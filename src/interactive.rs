use crate::config::{language_name, Config, LANGUAGES};
use crate::pipeline::{derive_output_path, PipelineConfig};
use crate::voice::{ElevenLabsClient, Voice};
use console::style;
use dialoguer::{Confirm, FuzzySelect, Input, Select};
use std::fs;
use std::path::{Path, PathBuf};

const SUPPORTED_EXTENSIONS: &[&str] = &["mp4", "mov", "webm", "mkv", "avi", "m4v"];

pub struct InteractiveResult {
    pub input: PathBuf,
    pub output: PathBuf,
    pub config: Config,
    pub pipeline_config: PipelineConfig,
}

pub async fn run_interactive_wizard() -> anyhow::Result<InteractiveResult> {
    print_header();

    // Step 1: Check/Setup API keys
    let config = setup_api_keys()?;

    // Step 2: Select source video
    let input = select_source_file()?;

    // Step 3: What should the narration explain?
    let goal = ask_goal()?;

    // Step 4: Narration language
    let default_lang = LANGUAGES
        .iter()
        .position(|(code, _)| *code == config.default_language)
        .unwrap_or(0);
    let language = select_language("Select narration language:", default_lang)?;

    // Step 5: Voice
    let voice_id = select_voice(&config).await?;

    let output = derive_output_path(&input);

    // Step 6: Resume only when asked to
    let resume = Confirm::new()
        .with_prompt("Reuse saved progress for this video if the inputs are unchanged?")
        .default(false)
        .interact()?;

    // Step 7: Confirm
    print_summary(&input, &output, &goal, &language, &voice_id);

    if !Confirm::new()
        .with_prompt("Proceed with these settings?")
        .default(true)
        .interact()?
    {
        anyhow::bail!("Cancelled by user");
    }

    println!();

    let pipeline_config = PipelineConfig {
        goal,
        language,
        voice_id,
        tts_model: config.tts_model.clone(),
        resume,
        show_progress: true,
    };

    Ok(InteractiveResult {
        input,
        output,
        config,
        pipeline_config,
    })
}

fn print_header() {
    println!();
    println!(
        "{}",
        style("╔═══════════════════════════════════════════════════╗").cyan()
    );
    println!(
        "{}",
        style("║         voiceover - AI Video Narration            ║").cyan()
    );
    println!(
        "{}",
        style("╚═══════════════════════════════════════════════════╝").cyan()
    );
    println!();
}

fn prompt_key(service: &str, hint: &str) -> anyhow::Result<String> {
    println!("{} {} API key not found", style("!").yellow(), service);
    println!("  {hint}\n");

    let api_key: String = Input::new()
        .with_prompt(format!("Enter your {service} API key"))
        .interact_text()?;

    if api_key.trim().is_empty() {
        anyhow::bail!("{service} API key is required");
    }
    Ok(api_key.trim().to_string())
}

fn setup_api_keys() -> anyhow::Result<Config> {
    let mut config = Config::load().unwrap_or_default();
    let mut changed = false;

    if config.gemini_api_key.as_deref().map_or(true, str::is_empty) {
        config.gemini_api_key = Some(prompt_key(
            "Gemini",
            "Get one at: https://aistudio.google.com/apikey",
        )?);
        changed = true;
    }
    if config.elevenlabs_api_key.as_deref().map_or(true, str::is_empty) {
        config.elevenlabs_api_key = Some(prompt_key(
            "ElevenLabs",
            "Get one at: https://elevenlabs.io/app/settings/api-keys",
        )?);
        changed = true;
    }

    if !changed {
        println!("{} API keys configured", style("✓").green());
        return Ok(config);
    }

    if Confirm::new()
        .with_prompt("Save API keys to config file?")
        .default(true)
        .interact()?
    {
        let path = config.save()?;
        println!(
            "{} API keys saved to {}\n",
            style("✓").green(),
            path.display()
        );
    }

    Ok(config)
}

fn ask_path() -> anyhow::Result<PathBuf> {
    let path: String = Input::new()
        .with_prompt("Enter video path")
        .interact_text()?;
    let path = PathBuf::from(path.trim());
    if !path.exists() {
        anyhow::bail!("File not found: {}", path.display());
    }
    Ok(path)
}

fn select_source_file() -> anyhow::Result<PathBuf> {
    println!("\n{}", style("Select source video:").bold());

    let files = scan_video_files(Path::new("."))?;

    if files.is_empty() {
        println!("  No videos found in current directory.\n");
        return ask_path();
    }

    let mut items: Vec<String> = files
        .iter()
        .map(|f| {
            let size = fs::metadata(f)
                .map(|m| format_size(m.len()))
                .unwrap_or_else(|_| "?".to_string());
            format!("{} ({})", f.display(), size)
        })
        .collect();
    items.push("Enter custom path...".to_string());

    let selection = Select::new()
        .with_prompt("Choose a video")
        .items(&items)
        .default(0)
        .interact()?;

    if selection == files.len() {
        ask_path()
    } else {
        Ok(files[selection].clone())
    }
}

fn scan_video_files(dir: &Path) -> anyhow::Result<Vec<PathBuf>> {
    let mut files = Vec::new();

    for entry in fs::read_dir(dir)? {
        let path = entry?.path();

        if path.is_file() {
            if let Some(ext) = path.extension().and_then(|e| e.to_str()) {
                if SUPPORTED_EXTENSIONS.contains(&ext.to_lowercase().as_str()) {
                    files.push(path);
                }
            }
        }
    }

    files.sort_by(|a, b| a.file_name().cmp(&b.file_name()));
    Ok(files)
}

fn format_size(bytes: u64) -> String {
    const KB: u64 = 1024;
    const MB: u64 = KB * 1024;
    const GB: u64 = MB * 1024;

    if bytes >= GB {
        format!("{:.1} GB", bytes as f64 / GB as f64)
    } else if bytes >= MB {
        format!("{:.1} MB", bytes as f64 / MB as f64)
    } else if bytes >= KB {
        format!("{:.1} KB", bytes as f64 / KB as f64)
    } else {
        format!("{} B", bytes)
    }
}

fn ask_goal() -> anyhow::Result<String> {
    let goal: String = Input::new()
        .with_prompt("What should the narration explain?")
        .validate_with(|input: &String| -> Result<(), &str> {
            if input.trim().is_empty() {
                Err("Please describe what the viewer should learn")
            } else {
                Ok(())
            }
        })
        .interact_text()?;
    Ok(goal.trim().to_string())
}

fn select_language(prompt: &str, default: usize) -> anyhow::Result<String> {
    let mut options: Vec<String> = LANGUAGES
        .iter()
        .map(|(code, name)| format!("{} ({})", name, code))
        .collect();
    options.push("Other (enter code)...".to_string());

    let selection = Select::new()
        .with_prompt(prompt)
        .items(&options)
        .default(default)
        .interact()?;

    if selection == LANGUAGES.len() {
        let code: String = Input::new()
            .with_prompt("Enter language code (e.g., 'vi' for Vietnamese)")
            .interact_text()?;
        Ok(code.trim().to_lowercase())
    } else {
        Ok(LANGUAGES[selection].0.to_string())
    }
}

fn voice_label(voice: &Voice) -> String {
    let description = voice.describe();
    if description.is_empty() {
        voice.name.clone()
    } else {
        format!("{} - {}", voice.name, description)
    }
}

async fn select_voice(config: &Config) -> anyhow::Result<String> {
    let client = ElevenLabsClient::new(config.elevenlabs_api_key.clone().unwrap_or_default());

    let voices = match client.list_voices().await {
        Ok(voices) if !voices.is_empty() => voices,
        Ok(_) => {
            println!("{} No voices available, using default", style("!").yellow());
            return Ok(config.default_voice_id.clone());
        }
        Err(e) => {
            println!(
                "{} Could not fetch voices ({}), using default",
                style("!").yellow(),
                e
            );
            return Ok(config.default_voice_id.clone());
        }
    };

    let items: Vec<String> = voices.iter().map(voice_label).collect();
    let default = voices
        .iter()
        .position(|v| v.voice_id == config.default_voice_id)
        .unwrap_or(0);

    loop {
        let selection = FuzzySelect::new()
            .with_prompt("Select a voice (type to search)")
            .items(&items)
            .default(default)
            .interact()?;
        let voice = &voices[selection];

        if !Confirm::new()
            .with_prompt(format!("Preview {}?", voice.name))
            .default(false)
            .interact()?
        {
            return Ok(voice.voice_id.clone());
        }

        match client.preview(&voice.voice_id, None).await {
            Ok(audio) => {
                let path = std::env::temp_dir().join(format!("voice-preview-{}.mp3", voice.voice_id));
                fs::write(&path, audio)?;
                println!("  Sample saved to {}", style(path.display()).cyan());
            }
            Err(e) => println!("{} Preview failed: {}", style("!").yellow(), e),
        }

        if Confirm::new()
            .with_prompt(format!("Use {}?", voice.name))
            .default(true)
            .interact()?
        {
            return Ok(voice.voice_id.clone());
        }
    }
}

fn print_summary(input: &Path, output: &Path, goal: &str, language: &str, voice_id: &str) {
    println!("\n{}", style("═══ Summary ═══").bold());
    println!("  Input:     {}", style(input.display()).cyan());
    println!("  Output:    {}", style(output.display()).cyan());
    println!("  Goal:      {}", goal);
    println!("  Language:  {} ({})", language_name(language), language);
    println!("  Voice:     {}", voice_id);
    println!();
}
::::::::::
Go through the lines above and copy any that contain "https".

            "Get one at: https://aistudio.google.com/apikey",
            "Get one at: https://elevenlabs.io/app/settings/api-keys",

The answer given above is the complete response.